(Records for processing begins)

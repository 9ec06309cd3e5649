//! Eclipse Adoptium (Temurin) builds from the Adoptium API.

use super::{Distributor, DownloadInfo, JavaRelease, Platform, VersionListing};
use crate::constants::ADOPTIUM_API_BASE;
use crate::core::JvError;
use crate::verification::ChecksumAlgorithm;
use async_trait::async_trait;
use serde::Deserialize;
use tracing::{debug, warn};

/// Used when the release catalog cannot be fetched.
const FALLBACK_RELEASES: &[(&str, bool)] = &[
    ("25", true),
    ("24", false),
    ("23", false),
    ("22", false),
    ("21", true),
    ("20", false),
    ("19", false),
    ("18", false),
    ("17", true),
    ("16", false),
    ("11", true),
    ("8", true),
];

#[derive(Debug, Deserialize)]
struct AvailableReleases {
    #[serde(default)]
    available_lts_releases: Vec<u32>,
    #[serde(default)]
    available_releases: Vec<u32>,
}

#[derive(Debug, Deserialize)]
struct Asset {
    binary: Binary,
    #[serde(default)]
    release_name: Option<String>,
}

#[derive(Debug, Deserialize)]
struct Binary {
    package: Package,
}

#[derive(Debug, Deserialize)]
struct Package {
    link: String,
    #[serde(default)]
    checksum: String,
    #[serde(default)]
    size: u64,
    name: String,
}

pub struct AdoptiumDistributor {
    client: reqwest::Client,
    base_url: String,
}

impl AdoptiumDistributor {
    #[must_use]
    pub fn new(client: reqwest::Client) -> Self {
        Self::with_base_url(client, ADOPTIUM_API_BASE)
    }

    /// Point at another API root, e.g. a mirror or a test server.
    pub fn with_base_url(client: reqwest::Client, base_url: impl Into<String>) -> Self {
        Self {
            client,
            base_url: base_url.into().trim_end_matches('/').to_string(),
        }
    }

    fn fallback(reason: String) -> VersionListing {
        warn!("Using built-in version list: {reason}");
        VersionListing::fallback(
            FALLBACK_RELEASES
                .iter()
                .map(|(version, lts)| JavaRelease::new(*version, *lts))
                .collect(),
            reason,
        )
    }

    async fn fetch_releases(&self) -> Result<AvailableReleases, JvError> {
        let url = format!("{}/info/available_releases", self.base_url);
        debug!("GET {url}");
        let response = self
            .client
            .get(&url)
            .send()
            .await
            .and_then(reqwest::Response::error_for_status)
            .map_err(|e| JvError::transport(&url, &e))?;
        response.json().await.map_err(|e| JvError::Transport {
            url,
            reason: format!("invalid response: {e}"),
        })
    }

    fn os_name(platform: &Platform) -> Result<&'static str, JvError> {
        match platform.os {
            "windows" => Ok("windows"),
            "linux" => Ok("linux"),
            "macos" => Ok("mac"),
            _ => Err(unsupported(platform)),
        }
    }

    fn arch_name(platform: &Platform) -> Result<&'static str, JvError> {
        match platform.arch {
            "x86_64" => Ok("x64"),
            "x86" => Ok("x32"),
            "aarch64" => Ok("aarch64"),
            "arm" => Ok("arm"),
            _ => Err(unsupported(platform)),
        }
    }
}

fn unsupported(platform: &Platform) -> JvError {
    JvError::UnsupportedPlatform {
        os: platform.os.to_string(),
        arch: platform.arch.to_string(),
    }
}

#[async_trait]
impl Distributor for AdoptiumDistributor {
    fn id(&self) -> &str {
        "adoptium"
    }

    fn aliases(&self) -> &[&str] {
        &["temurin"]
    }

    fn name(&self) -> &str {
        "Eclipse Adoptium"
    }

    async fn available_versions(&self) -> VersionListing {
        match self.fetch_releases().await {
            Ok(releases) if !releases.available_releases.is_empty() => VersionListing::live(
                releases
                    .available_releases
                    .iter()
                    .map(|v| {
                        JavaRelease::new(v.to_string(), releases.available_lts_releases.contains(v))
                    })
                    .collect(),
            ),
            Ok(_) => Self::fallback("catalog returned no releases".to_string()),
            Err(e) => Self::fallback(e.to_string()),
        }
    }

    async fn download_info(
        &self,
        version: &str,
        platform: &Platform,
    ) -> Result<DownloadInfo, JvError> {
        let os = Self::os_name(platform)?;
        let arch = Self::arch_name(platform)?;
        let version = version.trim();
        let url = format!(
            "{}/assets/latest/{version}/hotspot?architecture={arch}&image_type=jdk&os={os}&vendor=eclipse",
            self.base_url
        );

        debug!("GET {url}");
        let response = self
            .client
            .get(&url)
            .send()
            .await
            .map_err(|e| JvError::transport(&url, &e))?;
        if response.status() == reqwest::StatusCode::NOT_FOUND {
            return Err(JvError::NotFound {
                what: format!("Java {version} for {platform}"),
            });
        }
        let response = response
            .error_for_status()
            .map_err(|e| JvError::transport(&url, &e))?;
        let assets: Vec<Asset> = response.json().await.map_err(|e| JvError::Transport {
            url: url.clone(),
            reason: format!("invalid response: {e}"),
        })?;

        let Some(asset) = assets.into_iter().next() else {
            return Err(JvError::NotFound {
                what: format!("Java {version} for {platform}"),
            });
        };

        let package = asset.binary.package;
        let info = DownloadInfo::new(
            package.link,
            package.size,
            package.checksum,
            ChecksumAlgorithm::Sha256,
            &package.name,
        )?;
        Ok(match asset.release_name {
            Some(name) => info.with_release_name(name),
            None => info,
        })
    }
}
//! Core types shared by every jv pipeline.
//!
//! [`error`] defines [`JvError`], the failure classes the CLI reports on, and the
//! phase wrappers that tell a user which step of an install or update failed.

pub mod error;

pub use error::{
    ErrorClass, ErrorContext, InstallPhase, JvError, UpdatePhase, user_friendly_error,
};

(Records for processing ends)

= Task statement =
Whenever the string "Some" occurs in a line of the entries above, copy that line.

= Solution to this task =
        let Some(asset) = assets.into_iter().next() else {
            Some(name) => info.with_release_name(name),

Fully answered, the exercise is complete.